═════ DATA SECTION ═════
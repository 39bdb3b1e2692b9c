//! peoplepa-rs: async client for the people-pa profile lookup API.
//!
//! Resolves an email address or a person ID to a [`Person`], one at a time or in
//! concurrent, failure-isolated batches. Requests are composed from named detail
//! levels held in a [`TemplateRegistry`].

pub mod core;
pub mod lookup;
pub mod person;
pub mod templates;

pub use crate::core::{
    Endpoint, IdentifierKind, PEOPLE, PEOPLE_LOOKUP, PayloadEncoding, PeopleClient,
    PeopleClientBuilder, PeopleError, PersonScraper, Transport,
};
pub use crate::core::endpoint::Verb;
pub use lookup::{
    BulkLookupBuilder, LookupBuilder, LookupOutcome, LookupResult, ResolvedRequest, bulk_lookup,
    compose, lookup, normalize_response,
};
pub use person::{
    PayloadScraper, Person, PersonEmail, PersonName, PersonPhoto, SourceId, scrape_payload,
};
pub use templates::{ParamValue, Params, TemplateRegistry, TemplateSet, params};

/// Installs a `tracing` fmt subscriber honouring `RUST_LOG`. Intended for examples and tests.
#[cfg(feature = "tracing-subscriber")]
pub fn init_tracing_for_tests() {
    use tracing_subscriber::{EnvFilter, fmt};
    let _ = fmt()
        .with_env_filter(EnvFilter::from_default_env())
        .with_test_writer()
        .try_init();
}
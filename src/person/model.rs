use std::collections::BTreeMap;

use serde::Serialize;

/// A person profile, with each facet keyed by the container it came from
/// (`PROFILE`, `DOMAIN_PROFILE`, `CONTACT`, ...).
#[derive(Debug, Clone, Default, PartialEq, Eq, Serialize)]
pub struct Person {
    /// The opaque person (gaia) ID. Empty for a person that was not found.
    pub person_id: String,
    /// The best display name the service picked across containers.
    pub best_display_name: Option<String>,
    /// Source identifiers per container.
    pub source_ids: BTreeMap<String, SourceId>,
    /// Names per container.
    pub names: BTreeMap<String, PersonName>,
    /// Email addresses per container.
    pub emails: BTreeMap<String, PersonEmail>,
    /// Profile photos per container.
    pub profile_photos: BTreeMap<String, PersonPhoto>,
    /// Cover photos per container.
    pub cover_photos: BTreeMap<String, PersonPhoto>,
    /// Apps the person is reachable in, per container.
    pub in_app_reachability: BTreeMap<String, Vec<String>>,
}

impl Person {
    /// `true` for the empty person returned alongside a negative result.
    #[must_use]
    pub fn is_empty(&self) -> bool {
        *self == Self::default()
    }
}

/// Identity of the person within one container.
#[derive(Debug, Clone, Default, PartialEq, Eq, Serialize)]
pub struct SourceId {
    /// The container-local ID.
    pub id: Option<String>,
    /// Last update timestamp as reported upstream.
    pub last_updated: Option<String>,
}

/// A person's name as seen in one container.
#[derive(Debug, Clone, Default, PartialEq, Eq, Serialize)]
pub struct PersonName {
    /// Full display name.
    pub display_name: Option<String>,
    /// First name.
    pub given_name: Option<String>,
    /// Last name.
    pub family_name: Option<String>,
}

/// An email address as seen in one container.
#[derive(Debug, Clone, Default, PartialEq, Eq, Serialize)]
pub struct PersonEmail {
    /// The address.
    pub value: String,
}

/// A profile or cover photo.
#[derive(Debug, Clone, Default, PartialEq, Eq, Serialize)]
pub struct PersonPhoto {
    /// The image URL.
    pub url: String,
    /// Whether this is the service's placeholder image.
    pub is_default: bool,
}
═════
═════ DATA SECTION ═════
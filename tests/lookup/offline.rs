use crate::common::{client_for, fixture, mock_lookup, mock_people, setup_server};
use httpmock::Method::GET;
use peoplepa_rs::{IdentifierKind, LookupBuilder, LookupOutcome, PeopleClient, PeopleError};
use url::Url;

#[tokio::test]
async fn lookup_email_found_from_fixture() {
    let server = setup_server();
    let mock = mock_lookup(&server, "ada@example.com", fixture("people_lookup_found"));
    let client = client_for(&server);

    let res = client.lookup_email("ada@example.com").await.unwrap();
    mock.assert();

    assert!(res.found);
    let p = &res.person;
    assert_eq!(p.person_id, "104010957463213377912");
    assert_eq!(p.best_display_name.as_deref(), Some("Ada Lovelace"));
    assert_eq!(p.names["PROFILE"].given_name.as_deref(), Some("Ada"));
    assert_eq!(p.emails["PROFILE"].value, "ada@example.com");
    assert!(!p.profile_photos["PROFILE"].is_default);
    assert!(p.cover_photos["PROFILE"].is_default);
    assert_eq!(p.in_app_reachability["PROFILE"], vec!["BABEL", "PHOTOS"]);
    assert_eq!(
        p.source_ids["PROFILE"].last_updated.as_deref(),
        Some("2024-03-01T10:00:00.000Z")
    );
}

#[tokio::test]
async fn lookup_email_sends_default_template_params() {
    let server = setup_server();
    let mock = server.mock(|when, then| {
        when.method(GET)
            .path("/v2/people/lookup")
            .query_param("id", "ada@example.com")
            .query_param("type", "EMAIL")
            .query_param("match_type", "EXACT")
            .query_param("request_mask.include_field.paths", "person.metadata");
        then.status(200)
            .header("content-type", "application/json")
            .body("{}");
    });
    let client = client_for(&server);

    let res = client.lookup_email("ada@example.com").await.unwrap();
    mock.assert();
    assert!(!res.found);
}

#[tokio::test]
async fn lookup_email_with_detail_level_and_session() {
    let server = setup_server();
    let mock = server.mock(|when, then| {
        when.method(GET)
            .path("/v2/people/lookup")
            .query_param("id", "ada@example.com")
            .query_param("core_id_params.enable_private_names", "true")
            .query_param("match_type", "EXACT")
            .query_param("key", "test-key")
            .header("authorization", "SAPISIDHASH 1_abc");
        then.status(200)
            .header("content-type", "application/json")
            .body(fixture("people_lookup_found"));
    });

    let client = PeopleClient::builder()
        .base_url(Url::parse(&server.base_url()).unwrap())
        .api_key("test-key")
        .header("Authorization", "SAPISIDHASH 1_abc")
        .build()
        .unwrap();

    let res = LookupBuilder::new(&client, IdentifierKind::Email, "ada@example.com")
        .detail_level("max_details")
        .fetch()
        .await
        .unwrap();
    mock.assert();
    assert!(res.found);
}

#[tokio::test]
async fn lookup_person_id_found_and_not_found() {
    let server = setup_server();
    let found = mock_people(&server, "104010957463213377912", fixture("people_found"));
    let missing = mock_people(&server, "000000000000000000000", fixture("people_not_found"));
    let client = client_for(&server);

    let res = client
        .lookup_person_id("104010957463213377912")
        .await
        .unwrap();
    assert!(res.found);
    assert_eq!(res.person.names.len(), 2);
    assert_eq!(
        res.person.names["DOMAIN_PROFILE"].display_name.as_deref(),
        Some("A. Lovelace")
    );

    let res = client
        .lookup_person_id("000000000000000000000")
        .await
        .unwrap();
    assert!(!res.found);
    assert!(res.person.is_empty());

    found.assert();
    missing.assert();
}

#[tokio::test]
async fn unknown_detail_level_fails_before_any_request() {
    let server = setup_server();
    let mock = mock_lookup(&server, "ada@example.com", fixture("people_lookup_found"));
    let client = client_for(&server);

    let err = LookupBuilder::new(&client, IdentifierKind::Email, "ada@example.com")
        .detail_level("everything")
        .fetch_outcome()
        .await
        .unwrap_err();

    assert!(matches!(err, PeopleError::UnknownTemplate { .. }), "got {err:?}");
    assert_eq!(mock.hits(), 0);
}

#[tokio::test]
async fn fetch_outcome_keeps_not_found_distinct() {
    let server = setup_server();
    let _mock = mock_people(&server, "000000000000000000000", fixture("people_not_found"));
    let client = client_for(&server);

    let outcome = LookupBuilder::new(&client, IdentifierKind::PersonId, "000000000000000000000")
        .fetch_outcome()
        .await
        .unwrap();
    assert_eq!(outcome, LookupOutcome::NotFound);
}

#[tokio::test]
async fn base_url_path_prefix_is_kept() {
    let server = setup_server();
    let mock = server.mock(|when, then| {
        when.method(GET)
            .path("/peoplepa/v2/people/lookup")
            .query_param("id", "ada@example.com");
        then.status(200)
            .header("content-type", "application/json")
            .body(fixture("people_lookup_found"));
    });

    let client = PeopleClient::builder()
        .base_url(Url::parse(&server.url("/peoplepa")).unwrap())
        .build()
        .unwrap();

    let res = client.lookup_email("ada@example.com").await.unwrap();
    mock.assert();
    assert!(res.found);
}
═════
Extract from the data every line where "service" shows up.

    /// The best display name the service picked across containers.
    /// Whether this is the service's placeholder image.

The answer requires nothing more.